- [Exercise aim]:
Provide only the number of lines below that contain the word "else".

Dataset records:
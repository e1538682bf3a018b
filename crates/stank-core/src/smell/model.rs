use serde::{Deserialize, Serialize};

/// Classification record for one filesystem entry.
///
/// This struct is the stable JSON contract identified by `SCHEMA_VERSION`.
/// Records for directories and symlinks short-circuit with most fields
/// left at their defaults, so consumers must check `directory` and
/// `symlink` before trusting anything else.
#[derive(Debug, Clone, Default, PartialEq, Eq, Serialize, Deserialize)]
pub struct Smell {
    pub path: String,
    pub filename: String,
    pub basename: String,
    /// Substring from the last `.` of the filename, dot included.
    /// `.profile` has extension `.profile`.
    pub extension: String,
    pub symlink: bool,
    /// Raw first line, trailing line terminator removed.
    pub shebang: String,
    pub interpreter: Interpreter,
    pub interpreter_flags: Vec<String>,
    pub line_ending: LineEnding,
    pub final_eol: FinalEol,
    pub contains_cr: bool,
    /// Unix permission bits (`0o777` mask).
    pub permissions: u32,
    pub directory: bool,
    pub owner_executable: bool,
    /// Meant to be sourced rather than executed directly.
    pub library: bool,
    pub bom: bool,
    pub posixy: bool,
    /// Interpreter is a full-featured bash.
    pub bash: bool,
    /// Interpreter belongs to the ksh family.
    pub ksh: bool,
    pub alt_shell_script: bool,
    pub core_configuration: bool,
    pub machine_generated: bool,
}

impl Smell {
    /// An empty record bound to `path`.
    pub fn new(path: impl Into<String>) -> Self {
        Self {
            path: path.into(),
            ..Default::default()
        }
    }

    /// POSIX shell script or alternative shell script.
    pub fn is_script(&self) -> bool {
        self.posixy || self.alt_shell_script
    }

    /// First line looks like a shebang with its two leading bytes swapped.
    pub fn has_broken_shebang(&self) -> bool {
        self.shebang.starts_with("!#")
    }
}

/// Resolved script interpreter.
#[derive(Debug, Clone, Default, PartialEq, Eq, Serialize, Deserialize)]
#[serde(tag = "kind", content = "name", rename_all = "snake_case")]
pub enum Interpreter {
    /// Named by a shebang or an extension/filename table.
    Known(String),
    /// Confirmed POSIX shell script of unknown dialect.
    GenericPosix,
    #[default]
    Unresolved,
}

impl Interpreter {
    pub fn known(name: impl Into<String>) -> Self {
        Self::Known(name.into())
    }

    /// The concrete interpreter name, if one was resolved.
    pub fn name(&self) -> Option<&str> {
        match self {
            Self::Known(name) => Some(name),
            Self::GenericPosix | Self::Unresolved => None,
        }
    }
}

impl std::fmt::Display for Interpreter {
    fn fmt(&self, f: &mut std::fmt::Formatter<'_>) -> std::fmt::Result {
        match self {
            Self::Known(name) => f.write_str(name),
            Self::GenericPosix => f.write_str("generic-sh"),
            Self::Unresolved => Ok(()),
        }
    }
}

/// Line ending style of the first line.
#[derive(Debug, Clone, Copy, Default, PartialEq, Eq, Serialize, Deserialize)]
pub enum LineEnding {
    /// No terminator before end of file.
    #[default]
    #[serde(rename = "")]
    Missing,
    #[serde(rename = "\n")]
    Lf,
    #[serde(rename = "\r\n")]
    CrLf,
    #[serde(rename = "\r")]
    Cr,
}

impl LineEnding {
    /// Classifies a line read up to and including the first `\n`, or to
    /// end of file when there was none.
    pub fn of_line(line: &[u8]) -> Self {
        if line.ends_with(b"\r\n") {
            Self::CrLf
        } else if line.ends_with(b"\n") {
            Self::Lf
        } else if line.ends_with(b"\r") {
            Self::Cr
        } else {
            Self::Missing
        }
    }

    pub fn as_str(&self) -> &'static str {
        match self {
            Self::Missing => "",
            Self::Lf => "\n",
            Self::CrLf => "\r\n",
            Self::Cr => "\r",
        }
    }
}

/// Presence of a final POSIX end of line.
#[derive(Debug, Clone, Copy, Default, PartialEq, Eq, Serialize, Deserialize)]
#[serde(rename_all = "snake_case")]
pub enum FinalEol {
    /// The probe was not requested or the file is empty.
    #[default]
    NotComputed,
    Present,
    Absent,
}

impl FinalEol {
    pub fn from_present(present: bool) -> Self {
        if present { Self::Present } else { Self::Absent }
    }
}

- [Solution to this problem]:
5